|Dayton Audio H07E
The HE07E is a compact 6″x6″ Elliptical Waveguide with a coverage of 80° (H) x 50° (V).
Minimum Crossover is 2,200Hz.
Standard screw mount 1-3/8″ x 18 TPI.
Made of ABS plastic.
|PRV Audio D280Ti-S
The D280Ti is a 1″ exit Compression Driver.
Diaphragm is made of titanium.
Frequency Response is 1,300Hz ~ 20,000Hz
Minimum Crossover is 1,800Hz (12dB/oct)
Standard screw mount 1-3/8″ x 18 TPI
|Frequency Response of D280Ti with H07E
Black trace is at 1,600Hz (6dB/oct).
From these plots, we can see the D280Ti and the H07E are quite a good match. Response from 3kHz to 8kHz is generally flat. After that, it rolls of linearly at about 6dB/oct. A simple CD EQ will be able to lift the higher frequencies if desired.
|Crossing Dayton RS-180S with PRV D280Ti
From Fig 1, it appears I can cross at 2,000Hz but since the H07E minimum crossover is recommended at 2,200Hz, I decided to cross at 2,500Hz. Both High Pass and Low Pass are at 24dB/oct. Crossover is with Pioneer FH-X731BT.
|Time Alignment with Pioneer FH-X731BT
The Black trace in Fig 3 is with the D280Ti in reversed polarity. The notch centers at 2kHz. This is due to the acoustic centers of the RS180 and the D280 are out of alignment.
The Blue trace is when the RS180 is delayed by 1 inch. Now, the notch has shifted closer to 2.5kHz.
|Result of Time Alignment (D280Ti wired In-Phase)
Without time alignment (Black trace), we can see there are some cancellation in the summation, resulting in the depression around 3kHz.When properly time aligned (Blue trace), there’s no cancellation, hence no depression.
|Time Aligned Frequency Response
Fig 5 shows the full spectrum response of the RS180S and the D280Ti with the H07E waveguide. Disregard measurement below 500Hz. My room is interfering with the reading.
I am surprised to see the RS180S bass response (55Hz to 100Hz) is almost at the same volume as the midrange. Usually, it’s about 3dB less.
The RS180s is loaded onto a 19 liters, bass reflex box, tuned to an F3 of 45Hz. The deep notch at about 150Hz is caused by floor bounce. Nothing to be concerned about.

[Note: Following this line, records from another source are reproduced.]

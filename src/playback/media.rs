/// The host media primitive the transport drives.
///
/// Every call is fire-and-forget: loading and seeking complete asynchronously
/// on the platform side and report back through media events.
pub trait MediaElement {
    fn set_source(&mut self, uri: &str);
    fn play(&mut self);
    fn pause(&mut self);
    fn is_paused(&self) -> bool;
    fn current_time(&self) -> f64;
    fn set_current_time(&mut self, seconds: f64);
    /// NaN until metadata for the current source has loaded.
    fn duration(&self) -> f64;
    fn set_volume(&mut self, volume: f64);
}

/// In-memory media used where no audio element exists (desktop renderer).
#[cfg_attr(target_arch = "wasm32", allow(dead_code))]
#[derive(Debug, Clone, PartialEq)]
pub struct DetachedMedia {
    source: Option<String>,
    paused: bool,
    current_time: f64,
    duration: f64,
    volume: f64,
}

impl Default for DetachedMedia {
    fn default() -> Self {
        Self {
            source: None,
            paused: true,
            current_time: 0.0,
            duration: f64::NAN,
            volume: 1.0,
        }
    }
}

#[cfg(test)]
impl DetachedMedia {
    pub fn source(&self) -> Option<&str> {
        self.source.as_deref()
    }
}

impl MediaElement for DetachedMedia {
    fn set_source(&mut self, uri: &str) {
        self.source = Some(uri.to_string());
        self.current_time = 0.0;
        self.duration = f64::NAN;
    }

    fn play(&mut self) {
        self.paused = false;
    }

    fn pause(&mut self) {
        self.paused = true;
    }

    fn is_paused(&self) -> bool {
        self.paused
    }

    fn current_time(&self) -> f64 {
        self.current_time
    }

    fn set_current_time(&mut self, seconds: f64) {
        self.current_time = seconds;
    }

    fn duration(&self) -> f64 {
        self.duration
    }

    fn set_volume(&mut self, volume: f64) {
        self.volume = volume;
    }
}

#[cfg(test)]
pub(crate) mod fake {
    use super::MediaElement;

    /// Records every call so tests can assert on what the transport asked for.
    #[derive(Debug, Clone)]
    pub(crate) struct FakeMedia {
        pub sources: Vec<String>,
        pub play_calls: usize,
        pub paused: bool,
        pub current_time: f64,
        pub duration: f64,
        pub volume: f64,
        pub reject_play: bool,
    }

    impl Default for FakeMedia {
        fn default() -> Self {
            Self {
                sources: Vec::new(),
                play_calls: 0,
                paused: true,
                current_time: 0.0,
                duration: f64::NAN,
                volume: 1.0,
                reject_play: false,
            }
        }
    }

    impl FakeMedia {
        pub(crate) fn last_source(&self) -> Option<&str> {
            self.sources.last().map(String::as_str)
        }
    }

    impl MediaElement for FakeMedia {
        fn set_source(&mut self, uri: &str) {
            self.sources.push(uri.to_string());
            self.current_time = 0.0;
        }

        fn play(&mut self) {
            self.play_calls += 1;
            if !self.reject_play {
                self.paused = false;
            }
        }

        fn pause(&mut self) {
            self.paused = true;
        }

        fn is_paused(&self) -> bool {
            self.paused
        }

        fn current_time(&self) -> f64 {
            self.current_time
        }

        fn set_current_time(&mut self, seconds: f64) {
            self.current_time = seconds;
        }

        fn duration(&self) -> f64 {
            self.duration
        }

        fn set_volume(&mut self, volume: f64) {
            self.volume = volume;
        }
    }
}

#[cfg(test)]
mod tests {
    use super::*;

    #[test]
    fn detached_media_resets_position_on_new_source() {
        let mut media = DetachedMedia::default();
        media.set_current_time(42.0);
        media.set_source("a.mp3");
        assert_eq!(media.source(), Some("a.mp3"));
        assert_eq!(media.current_time(), 0.0);
        assert!(media.duration().is_nan());
        assert!(media.is_paused());
    }
}
/*
[INPUT]:  User-triggered operations on the orchestrator
[OUTPUT]: Action identities and in-flight guards
[POS]:    Orchestration layer - duplicate-submission protection
[UPDATE]: When adding orchestrator operations that hit the network
*/

use std::collections::HashMap;
use std::fmt;
use std::sync::{Arc, Mutex};

use crate::error::AppError;

/// A network-bound user action, keyed at the granularity duplicates are refused
#[derive(Debug, Clone, Copy, PartialEq, Eq, Hash)]
pub enum Action {
    Login,
    RefreshProcesses,
    LoadTasks(i64),
    StartProcess(i64),
    CompleteTask(i64),
    DelegateTask(i64),
    OpenTaskForm(i64),
    RefreshMyTasks,
    LoadStatistics,
    LoadProfile,
}

impl fmt::Display for Action {
    fn fmt(&self, f: &mut fmt::Formatter<'_>) -> fmt::Result {
        match self {
            Action::Login => write!(f, "login"),
            Action::RefreshProcesses => write!(f, "loading processes"),
            Action::LoadTasks(id) => write!(f, "loading tasks of process {id}"),
            Action::StartProcess(id) => write!(f, "starting process {id}"),
            Action::CompleteTask(id) => write!(f, "completing task {id}"),
            Action::DelegateTask(id) => write!(f, "delegating task {id}"),
            Action::OpenTaskForm(id) => write!(f, "loading form of task {id}"),
            Action::RefreshMyTasks => write!(f, "loading my tasks"),
            Action::LoadStatistics => write!(f, "loading statistics"),
            Action::LoadProfile => write!(f, "loading profile"),
        }
    }
}

#[derive(Debug, Default)]
struct Registry {
    next_ticket: u64,
    pending: HashMap<Action, u64>,
}

/// Set of actions currently awaiting the server
#[derive(Debug, Clone, Default)]
pub struct InFlight {
    registry: Arc<Mutex<Registry>>,
}

impl InFlight {
    pub fn new() -> Self {
        Self::default()
    }

    /// Mark `action` pending, or refuse if it already is
    pub fn begin(&self, action: Action) -> Result<InFlightGuard, AppError> {
        let mut registry = self.registry.lock().unwrap_or_else(|e| e.into_inner());
        if registry.pending.contains_key(&action) {
            return Err(AppError::InFlight(action));
        }
        registry.next_ticket += 1;
        let ticket = registry.next_ticket;
        registry.pending.insert(action, ticket);
        Ok(InFlightGuard {
            registry: Arc::clone(&self.registry),
            action,
            ticket,
        })
    }

    pub fn contains(&self, action: Action) -> bool {
        let registry = self.registry.lock().unwrap_or_else(|e| e.into_inner());
        registry.pending.contains_key(&action)
    }

    pub fn is_empty(&self) -> bool {
        let registry = self.registry.lock().unwrap_or_else(|e| e.into_inner());
        registry.pending.is_empty()
    }

    /// Forget every pending action; outstanding guards become no-ops
    pub fn clear(&self) {
        let mut registry = self.registry.lock().unwrap_or_else(|e| e.into_inner());
        registry.pending.clear();
    }
}

/// Releases its action on drop
#[derive(Debug)]
pub struct InFlightGuard {
    registry: Arc<Mutex<Registry>>,
    action: Action,
    ticket: u64,
}

impl Drop for InFlightGuard {
    fn drop(&mut self) {
        let mut registry = self.registry.lock().unwrap_or_else(|e| e.into_inner());
        // A guard from before `clear` must not release a newer marker.
        if registry.pending.get(&self.action) == Some(&self.ticket) {
            registry.pending.remove(&self.action);
        }
    }
}

#[cfg(test)]
mod tests {
    use super::*;

    #[test]
    fn test_duplicate_action_refused() {
        let in_flight = InFlight::new();
        let _guard = in_flight.begin(Action::CompleteTask(7)).unwrap();

        let err = in_flight.begin(Action::CompleteTask(7)).unwrap_err();
        assert!(matches!(err, AppError::InFlight(Action::CompleteTask(7))));
        assert!(in_flight.begin(Action::CompleteTask(8)).is_ok());
    }

    #[test]
    fn test_guard_drop_releases_action() {
        let in_flight = InFlight::new();
        {
            let _guard = in_flight.begin(Action::StartProcess(44)).unwrap();
            assert!(in_flight.contains(Action::StartProcess(44)));
        }
        assert!(!in_flight.contains(Action::StartProcess(44)));
        assert!(in_flight.is_empty());
    }

    #[test]
    fn test_stale_guard_does_not_release_newer_marker() {
        let in_flight = InFlight::new();
        let stale = in_flight.begin(Action::RefreshMyTasks).unwrap();
        in_flight.clear();

        let _fresh = in_flight.begin(Action::RefreshMyTasks).unwrap();
        drop(stale);
        assert!(in_flight.contains(Action::RefreshMyTasks));
    }
}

I’m sure most would ask “How does the PRV D280Ti sound like?”. Frankly, pretty good. Can’t find any fault. I’m certain that even when crossed at 2kHz, the D280Ti will not present any problems.
When used together with the RS180S, the speaker sounds excellent. Contrary to popular believe that a metal cone midwoofer with a titanium compression driver is a recipe for harshness, this speaker debunks that myth. There’s no harshness whatsoever. No compression driver “honk”. Just sweet treble.
The PRV D280Ti and Dayton H07E combo is pretty impressive. Even though compression drivers are mainly used in pro systems, this combo is refined enough for hi-fi.